**PROBLEM TO SOLVE:**
Only the lines below starting at the one containing "#[derive(Debug, Clone, PartialEq, Serialize, Deserialize)]" and ending at the one containing "files, if any" belong in the answer, each copied exactly.

**GIVEN DATA:**
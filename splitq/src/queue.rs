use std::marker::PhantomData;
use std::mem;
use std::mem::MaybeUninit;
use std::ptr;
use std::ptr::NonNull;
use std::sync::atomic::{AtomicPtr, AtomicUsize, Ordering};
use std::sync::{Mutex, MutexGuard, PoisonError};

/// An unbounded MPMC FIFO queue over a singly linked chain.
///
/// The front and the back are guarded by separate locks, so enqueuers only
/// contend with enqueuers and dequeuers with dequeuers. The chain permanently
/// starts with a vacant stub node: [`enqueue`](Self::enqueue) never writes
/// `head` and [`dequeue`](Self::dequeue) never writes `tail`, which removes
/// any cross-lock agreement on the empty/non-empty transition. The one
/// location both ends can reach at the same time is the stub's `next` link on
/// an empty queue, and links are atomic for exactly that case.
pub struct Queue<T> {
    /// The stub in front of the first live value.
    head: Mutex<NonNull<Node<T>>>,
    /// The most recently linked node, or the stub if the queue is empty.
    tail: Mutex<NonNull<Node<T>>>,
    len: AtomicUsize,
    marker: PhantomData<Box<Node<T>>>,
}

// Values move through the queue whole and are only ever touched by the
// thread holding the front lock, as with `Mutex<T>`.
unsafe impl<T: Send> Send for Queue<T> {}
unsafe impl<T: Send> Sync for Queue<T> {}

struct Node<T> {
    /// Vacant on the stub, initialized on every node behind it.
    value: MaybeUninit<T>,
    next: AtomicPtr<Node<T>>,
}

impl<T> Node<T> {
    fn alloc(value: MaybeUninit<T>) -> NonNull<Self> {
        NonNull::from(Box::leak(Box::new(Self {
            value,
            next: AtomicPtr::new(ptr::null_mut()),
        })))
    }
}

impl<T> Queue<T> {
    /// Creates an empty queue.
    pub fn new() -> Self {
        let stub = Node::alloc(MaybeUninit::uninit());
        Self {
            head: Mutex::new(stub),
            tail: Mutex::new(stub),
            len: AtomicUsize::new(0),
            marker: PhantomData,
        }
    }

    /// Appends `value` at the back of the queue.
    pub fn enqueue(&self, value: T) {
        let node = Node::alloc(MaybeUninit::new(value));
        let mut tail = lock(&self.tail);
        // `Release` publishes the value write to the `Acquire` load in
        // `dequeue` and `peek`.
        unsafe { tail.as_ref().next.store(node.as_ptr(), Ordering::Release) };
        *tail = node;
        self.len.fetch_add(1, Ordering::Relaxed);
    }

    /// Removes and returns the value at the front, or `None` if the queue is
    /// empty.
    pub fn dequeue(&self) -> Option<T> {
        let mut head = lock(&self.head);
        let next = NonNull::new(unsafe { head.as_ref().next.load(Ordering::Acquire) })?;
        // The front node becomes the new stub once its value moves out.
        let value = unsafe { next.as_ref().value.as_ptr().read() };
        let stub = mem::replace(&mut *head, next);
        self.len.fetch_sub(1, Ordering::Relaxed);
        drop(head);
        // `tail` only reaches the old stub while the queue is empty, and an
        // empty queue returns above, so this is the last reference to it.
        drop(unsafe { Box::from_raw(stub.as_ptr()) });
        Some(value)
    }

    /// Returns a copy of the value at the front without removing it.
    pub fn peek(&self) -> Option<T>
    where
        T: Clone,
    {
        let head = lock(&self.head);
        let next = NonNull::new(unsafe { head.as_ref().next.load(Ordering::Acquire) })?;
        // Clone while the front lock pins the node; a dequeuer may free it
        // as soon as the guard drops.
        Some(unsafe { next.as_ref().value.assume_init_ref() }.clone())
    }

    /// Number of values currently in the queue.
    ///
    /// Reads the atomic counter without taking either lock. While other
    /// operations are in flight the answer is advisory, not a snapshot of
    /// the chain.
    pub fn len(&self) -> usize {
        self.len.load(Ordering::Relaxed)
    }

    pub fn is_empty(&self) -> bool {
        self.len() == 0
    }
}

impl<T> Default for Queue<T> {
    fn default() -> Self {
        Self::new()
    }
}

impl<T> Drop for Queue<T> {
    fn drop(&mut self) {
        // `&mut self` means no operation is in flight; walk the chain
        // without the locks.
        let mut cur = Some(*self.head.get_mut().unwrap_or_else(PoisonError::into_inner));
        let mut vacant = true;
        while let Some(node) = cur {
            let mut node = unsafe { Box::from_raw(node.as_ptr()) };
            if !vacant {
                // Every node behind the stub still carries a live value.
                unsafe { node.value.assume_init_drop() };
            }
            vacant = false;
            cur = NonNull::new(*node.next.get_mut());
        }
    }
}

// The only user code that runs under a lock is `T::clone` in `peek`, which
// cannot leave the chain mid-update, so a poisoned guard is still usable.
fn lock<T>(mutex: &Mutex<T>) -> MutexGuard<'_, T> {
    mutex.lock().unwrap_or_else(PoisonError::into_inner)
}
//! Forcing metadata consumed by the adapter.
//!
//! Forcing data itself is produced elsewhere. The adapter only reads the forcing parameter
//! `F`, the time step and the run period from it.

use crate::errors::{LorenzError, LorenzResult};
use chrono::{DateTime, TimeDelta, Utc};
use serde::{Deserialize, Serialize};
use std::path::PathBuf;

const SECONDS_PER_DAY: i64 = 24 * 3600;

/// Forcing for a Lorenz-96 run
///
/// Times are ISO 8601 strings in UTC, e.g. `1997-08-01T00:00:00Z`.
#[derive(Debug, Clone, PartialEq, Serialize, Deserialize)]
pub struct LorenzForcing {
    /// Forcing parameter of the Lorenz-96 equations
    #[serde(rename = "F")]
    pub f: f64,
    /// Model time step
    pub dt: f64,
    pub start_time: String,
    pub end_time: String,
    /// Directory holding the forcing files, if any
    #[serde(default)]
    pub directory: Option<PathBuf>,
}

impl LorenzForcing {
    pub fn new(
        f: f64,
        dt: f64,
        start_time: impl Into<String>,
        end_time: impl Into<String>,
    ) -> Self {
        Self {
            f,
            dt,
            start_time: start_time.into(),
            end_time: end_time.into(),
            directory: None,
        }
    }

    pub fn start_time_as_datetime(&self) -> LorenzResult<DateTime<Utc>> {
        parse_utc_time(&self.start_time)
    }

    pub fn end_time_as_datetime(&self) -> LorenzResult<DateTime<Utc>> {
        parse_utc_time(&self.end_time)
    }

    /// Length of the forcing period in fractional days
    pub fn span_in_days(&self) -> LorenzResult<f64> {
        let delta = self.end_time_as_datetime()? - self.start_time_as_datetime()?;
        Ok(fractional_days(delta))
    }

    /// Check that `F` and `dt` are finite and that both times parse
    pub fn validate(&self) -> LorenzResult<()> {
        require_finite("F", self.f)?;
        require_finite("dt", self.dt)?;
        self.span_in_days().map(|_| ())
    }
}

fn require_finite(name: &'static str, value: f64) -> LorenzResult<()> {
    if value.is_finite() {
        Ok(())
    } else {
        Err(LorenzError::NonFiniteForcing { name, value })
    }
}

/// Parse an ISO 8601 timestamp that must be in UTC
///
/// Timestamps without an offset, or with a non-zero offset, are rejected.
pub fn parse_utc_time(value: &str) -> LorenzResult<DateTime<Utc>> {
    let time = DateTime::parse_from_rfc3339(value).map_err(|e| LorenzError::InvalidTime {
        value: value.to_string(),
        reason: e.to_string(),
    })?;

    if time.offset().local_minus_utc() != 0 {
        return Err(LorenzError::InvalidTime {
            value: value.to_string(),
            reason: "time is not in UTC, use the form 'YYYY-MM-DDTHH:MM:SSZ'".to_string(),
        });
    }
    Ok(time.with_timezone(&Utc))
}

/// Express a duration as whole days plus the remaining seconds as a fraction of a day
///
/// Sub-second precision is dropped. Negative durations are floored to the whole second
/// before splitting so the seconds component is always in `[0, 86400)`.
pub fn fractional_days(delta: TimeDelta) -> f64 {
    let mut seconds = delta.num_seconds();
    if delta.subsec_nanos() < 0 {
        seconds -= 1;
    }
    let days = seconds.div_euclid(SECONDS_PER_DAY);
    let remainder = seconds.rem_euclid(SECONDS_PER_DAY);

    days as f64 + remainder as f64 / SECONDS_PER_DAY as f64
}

==

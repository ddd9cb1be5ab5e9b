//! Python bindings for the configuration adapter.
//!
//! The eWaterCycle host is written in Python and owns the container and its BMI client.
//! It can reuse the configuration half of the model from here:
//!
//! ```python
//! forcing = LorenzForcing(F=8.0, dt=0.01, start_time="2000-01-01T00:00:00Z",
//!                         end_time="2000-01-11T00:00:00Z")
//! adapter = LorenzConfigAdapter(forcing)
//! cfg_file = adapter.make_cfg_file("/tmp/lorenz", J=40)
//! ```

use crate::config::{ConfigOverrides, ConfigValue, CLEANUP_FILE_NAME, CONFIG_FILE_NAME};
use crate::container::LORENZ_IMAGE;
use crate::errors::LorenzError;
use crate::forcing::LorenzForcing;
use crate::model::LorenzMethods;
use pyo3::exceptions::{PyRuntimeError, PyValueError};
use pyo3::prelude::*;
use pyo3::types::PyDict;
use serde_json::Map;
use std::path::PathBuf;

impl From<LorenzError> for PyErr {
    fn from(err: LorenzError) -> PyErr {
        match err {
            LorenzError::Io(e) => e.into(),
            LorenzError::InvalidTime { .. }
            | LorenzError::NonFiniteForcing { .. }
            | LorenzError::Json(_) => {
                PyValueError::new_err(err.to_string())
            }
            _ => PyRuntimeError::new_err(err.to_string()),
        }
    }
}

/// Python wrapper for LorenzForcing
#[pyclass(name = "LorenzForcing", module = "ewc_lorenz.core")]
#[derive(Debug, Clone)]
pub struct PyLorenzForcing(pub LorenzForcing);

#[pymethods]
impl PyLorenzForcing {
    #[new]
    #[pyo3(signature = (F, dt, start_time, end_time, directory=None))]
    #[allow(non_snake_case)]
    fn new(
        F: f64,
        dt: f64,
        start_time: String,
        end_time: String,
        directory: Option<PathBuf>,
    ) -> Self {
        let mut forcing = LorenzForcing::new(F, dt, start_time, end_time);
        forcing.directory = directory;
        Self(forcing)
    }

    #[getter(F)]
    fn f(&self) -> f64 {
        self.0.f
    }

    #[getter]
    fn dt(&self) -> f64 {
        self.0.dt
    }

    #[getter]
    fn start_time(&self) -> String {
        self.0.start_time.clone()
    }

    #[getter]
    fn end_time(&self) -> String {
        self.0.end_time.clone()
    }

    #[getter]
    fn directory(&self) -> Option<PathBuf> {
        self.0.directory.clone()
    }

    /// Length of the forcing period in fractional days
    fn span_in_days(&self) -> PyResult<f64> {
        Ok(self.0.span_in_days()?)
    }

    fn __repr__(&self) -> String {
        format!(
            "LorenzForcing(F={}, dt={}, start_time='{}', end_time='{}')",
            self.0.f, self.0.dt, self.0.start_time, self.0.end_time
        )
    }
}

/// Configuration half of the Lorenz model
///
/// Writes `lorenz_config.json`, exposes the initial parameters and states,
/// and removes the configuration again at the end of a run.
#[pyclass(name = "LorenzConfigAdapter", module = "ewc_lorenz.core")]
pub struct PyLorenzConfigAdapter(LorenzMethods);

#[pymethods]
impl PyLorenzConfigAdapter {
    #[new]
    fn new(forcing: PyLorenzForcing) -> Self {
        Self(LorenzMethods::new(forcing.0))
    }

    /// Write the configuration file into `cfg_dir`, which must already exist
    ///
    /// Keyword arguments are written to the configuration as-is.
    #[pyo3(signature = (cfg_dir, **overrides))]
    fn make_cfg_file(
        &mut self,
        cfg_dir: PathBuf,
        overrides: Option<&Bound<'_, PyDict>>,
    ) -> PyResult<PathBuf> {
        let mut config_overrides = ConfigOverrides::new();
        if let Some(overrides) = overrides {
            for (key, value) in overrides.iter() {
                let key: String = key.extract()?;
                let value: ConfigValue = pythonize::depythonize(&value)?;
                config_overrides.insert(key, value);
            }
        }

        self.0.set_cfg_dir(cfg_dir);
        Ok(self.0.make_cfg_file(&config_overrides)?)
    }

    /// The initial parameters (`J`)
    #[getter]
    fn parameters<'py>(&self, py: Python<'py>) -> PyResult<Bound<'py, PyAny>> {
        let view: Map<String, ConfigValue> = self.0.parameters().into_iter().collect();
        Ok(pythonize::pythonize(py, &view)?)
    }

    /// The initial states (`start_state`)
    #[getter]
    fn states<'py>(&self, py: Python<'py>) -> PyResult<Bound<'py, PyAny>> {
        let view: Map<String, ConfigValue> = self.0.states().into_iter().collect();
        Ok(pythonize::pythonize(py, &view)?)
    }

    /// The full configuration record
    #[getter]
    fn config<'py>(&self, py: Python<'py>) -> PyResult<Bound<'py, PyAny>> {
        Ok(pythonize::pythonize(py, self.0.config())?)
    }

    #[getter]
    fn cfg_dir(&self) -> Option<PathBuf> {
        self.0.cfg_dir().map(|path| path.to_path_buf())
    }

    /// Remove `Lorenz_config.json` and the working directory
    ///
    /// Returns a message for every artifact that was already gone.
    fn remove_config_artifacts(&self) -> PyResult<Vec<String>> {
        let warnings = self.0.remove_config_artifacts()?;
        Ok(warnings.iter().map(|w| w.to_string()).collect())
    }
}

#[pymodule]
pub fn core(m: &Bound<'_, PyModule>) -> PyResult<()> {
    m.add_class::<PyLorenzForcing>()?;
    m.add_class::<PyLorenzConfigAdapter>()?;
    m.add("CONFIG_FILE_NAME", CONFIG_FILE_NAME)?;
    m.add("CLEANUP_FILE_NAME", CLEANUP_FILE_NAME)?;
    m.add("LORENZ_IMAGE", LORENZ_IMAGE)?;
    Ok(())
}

**ANSWER TO THE EXERCISE:**
#[derive(Debug, Clone, PartialEq, Serialize, Deserialize)]
pub struct LorenzForcing {
    /// Forcing parameter of the Lorenz-96 equations
    #[serde(rename = "F")]
    pub f: f64,
    /// Model time step
    pub dt: f64,
    pub start_time: String,
    pub end_time: String,
    /// Directory holding the forcing files, if any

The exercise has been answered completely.